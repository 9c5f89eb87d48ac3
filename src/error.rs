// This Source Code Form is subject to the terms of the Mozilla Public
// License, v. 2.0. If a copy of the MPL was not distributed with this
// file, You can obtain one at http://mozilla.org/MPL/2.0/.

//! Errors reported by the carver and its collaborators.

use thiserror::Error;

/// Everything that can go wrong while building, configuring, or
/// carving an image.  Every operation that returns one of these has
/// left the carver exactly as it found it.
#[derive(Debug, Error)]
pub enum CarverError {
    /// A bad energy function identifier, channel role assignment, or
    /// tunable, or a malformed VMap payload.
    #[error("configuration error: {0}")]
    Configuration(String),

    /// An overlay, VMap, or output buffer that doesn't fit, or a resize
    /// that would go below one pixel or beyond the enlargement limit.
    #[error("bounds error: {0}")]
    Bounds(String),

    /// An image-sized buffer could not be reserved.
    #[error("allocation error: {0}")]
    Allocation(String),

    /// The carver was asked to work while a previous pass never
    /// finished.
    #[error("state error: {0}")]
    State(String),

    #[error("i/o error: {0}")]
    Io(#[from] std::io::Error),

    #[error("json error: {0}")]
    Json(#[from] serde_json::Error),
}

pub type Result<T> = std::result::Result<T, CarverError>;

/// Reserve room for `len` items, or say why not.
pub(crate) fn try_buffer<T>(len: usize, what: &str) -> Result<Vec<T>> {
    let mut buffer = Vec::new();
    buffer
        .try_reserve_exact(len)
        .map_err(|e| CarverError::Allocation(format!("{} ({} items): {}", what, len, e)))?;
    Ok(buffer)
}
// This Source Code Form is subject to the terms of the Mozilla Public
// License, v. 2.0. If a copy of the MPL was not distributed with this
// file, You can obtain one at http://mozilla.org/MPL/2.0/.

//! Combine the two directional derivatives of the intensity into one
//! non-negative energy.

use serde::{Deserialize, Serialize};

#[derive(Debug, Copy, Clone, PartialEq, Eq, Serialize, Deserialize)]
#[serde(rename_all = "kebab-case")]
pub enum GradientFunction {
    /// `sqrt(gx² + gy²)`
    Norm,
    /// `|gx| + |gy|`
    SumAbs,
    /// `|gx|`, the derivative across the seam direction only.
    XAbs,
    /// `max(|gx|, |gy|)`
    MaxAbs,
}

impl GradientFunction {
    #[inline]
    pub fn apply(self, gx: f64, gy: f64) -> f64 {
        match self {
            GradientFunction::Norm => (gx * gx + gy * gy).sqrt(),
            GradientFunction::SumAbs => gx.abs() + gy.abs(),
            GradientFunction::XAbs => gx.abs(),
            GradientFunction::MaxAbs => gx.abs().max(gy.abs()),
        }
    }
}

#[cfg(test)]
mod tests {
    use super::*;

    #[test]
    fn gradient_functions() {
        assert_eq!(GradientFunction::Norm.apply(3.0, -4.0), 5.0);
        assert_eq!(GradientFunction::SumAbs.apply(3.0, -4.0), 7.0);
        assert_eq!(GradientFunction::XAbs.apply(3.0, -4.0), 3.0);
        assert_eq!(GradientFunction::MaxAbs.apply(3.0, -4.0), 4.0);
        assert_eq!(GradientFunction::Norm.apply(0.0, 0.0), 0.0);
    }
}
::::
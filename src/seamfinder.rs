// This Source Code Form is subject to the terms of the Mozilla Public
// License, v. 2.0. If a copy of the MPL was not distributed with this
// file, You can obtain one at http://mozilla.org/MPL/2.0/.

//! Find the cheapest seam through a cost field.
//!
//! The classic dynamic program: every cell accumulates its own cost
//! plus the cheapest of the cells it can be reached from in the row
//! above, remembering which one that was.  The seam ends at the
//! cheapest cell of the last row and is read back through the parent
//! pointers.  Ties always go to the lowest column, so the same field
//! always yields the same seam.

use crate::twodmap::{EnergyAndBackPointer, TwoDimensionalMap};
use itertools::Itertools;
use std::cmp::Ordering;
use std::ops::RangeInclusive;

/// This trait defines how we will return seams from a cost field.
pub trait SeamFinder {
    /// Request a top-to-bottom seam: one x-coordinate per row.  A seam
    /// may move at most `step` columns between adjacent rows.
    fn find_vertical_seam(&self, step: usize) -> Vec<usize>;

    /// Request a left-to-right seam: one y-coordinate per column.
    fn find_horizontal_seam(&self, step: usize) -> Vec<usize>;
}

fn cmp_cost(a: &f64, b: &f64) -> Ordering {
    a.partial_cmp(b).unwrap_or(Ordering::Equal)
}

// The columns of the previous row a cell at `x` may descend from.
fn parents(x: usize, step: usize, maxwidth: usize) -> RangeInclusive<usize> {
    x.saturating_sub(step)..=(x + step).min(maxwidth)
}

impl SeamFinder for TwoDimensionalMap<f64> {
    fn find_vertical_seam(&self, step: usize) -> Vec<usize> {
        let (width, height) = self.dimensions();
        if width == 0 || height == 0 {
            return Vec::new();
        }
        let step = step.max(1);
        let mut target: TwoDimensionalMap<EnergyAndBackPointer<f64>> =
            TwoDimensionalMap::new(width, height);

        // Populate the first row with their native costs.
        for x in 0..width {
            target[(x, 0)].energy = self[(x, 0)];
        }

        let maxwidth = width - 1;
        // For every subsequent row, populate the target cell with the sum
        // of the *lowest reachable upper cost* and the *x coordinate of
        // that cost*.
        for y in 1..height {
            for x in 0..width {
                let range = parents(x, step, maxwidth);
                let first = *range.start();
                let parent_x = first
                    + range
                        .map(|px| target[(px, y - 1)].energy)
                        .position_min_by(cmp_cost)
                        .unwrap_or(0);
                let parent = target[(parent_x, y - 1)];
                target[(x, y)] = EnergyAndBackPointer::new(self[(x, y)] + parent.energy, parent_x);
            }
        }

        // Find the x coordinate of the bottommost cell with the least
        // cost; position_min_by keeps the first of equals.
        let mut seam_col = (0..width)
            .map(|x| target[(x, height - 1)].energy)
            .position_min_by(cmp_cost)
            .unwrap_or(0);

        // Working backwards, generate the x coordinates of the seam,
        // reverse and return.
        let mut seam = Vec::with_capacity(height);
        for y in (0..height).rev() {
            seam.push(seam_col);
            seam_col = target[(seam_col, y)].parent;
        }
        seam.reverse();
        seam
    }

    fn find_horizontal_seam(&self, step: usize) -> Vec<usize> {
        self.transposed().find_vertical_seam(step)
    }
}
::::
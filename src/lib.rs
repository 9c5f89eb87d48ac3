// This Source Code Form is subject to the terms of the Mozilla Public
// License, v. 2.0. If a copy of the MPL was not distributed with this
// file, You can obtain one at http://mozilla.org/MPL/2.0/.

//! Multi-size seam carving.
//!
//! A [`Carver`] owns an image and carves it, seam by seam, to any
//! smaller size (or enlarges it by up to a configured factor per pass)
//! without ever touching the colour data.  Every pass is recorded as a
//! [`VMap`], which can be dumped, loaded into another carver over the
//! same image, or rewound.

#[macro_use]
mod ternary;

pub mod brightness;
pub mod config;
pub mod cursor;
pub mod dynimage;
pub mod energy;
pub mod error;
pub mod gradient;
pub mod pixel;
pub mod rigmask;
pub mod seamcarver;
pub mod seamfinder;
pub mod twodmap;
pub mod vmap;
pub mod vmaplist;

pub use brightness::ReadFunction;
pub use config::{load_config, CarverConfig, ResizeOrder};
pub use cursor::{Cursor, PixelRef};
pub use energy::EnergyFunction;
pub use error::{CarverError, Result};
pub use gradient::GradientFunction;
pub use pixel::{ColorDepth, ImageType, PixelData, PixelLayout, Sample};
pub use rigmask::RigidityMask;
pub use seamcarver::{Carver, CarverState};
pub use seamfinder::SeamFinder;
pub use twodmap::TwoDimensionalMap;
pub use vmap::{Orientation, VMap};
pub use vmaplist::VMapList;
::::
WHAT THE EXERCISE ASKS: All lines in the data above from the one with "fn find_horizontal_seam(&self, step: usize) -> Vec<usize>;" through the one with "for y in 1..height" must be repeated exactly, and no others.

RESPONSE BOX:
    fn find_horizontal_seam(&self, step: usize) -> Vec<usize>;
}

fn cmp_cost(a: &f64, b: &f64) -> Ordering {
    a.partial_cmp(b).unwrap_or(Ordering::Equal)
}

// The columns of the previous row a cell at `x` may descend from.
fn parents(x: usize, step: usize, maxwidth: usize) -> RangeInclusive<usize> {
    x.saturating_sub(step)..=(x + step).min(maxwidth)
}

impl SeamFinder for TwoDimensionalMap<f64> {
    fn find_vertical_seam(&self, step: usize) -> Vec<usize> {
        let (width, height) = self.dimensions();
        if width == 0 || height == 0 {
            return Vec::new();
        }
        let step = step.max(1);
        let mut target: TwoDimensionalMap<EnergyAndBackPointer<f64>> =
            TwoDimensionalMap::new(width, height);

        // Populate the first row with their native costs.
        for x in 0..width {
            target[(x, 0)].energy = self[(x, 0)];
        }

        let maxwidth = width - 1;
        // For every subsequent row, populate the target cell with the sum
        // of the *lowest reachable upper cost* and the *x coordinate of
        // that cost*.
        for y in 1..height {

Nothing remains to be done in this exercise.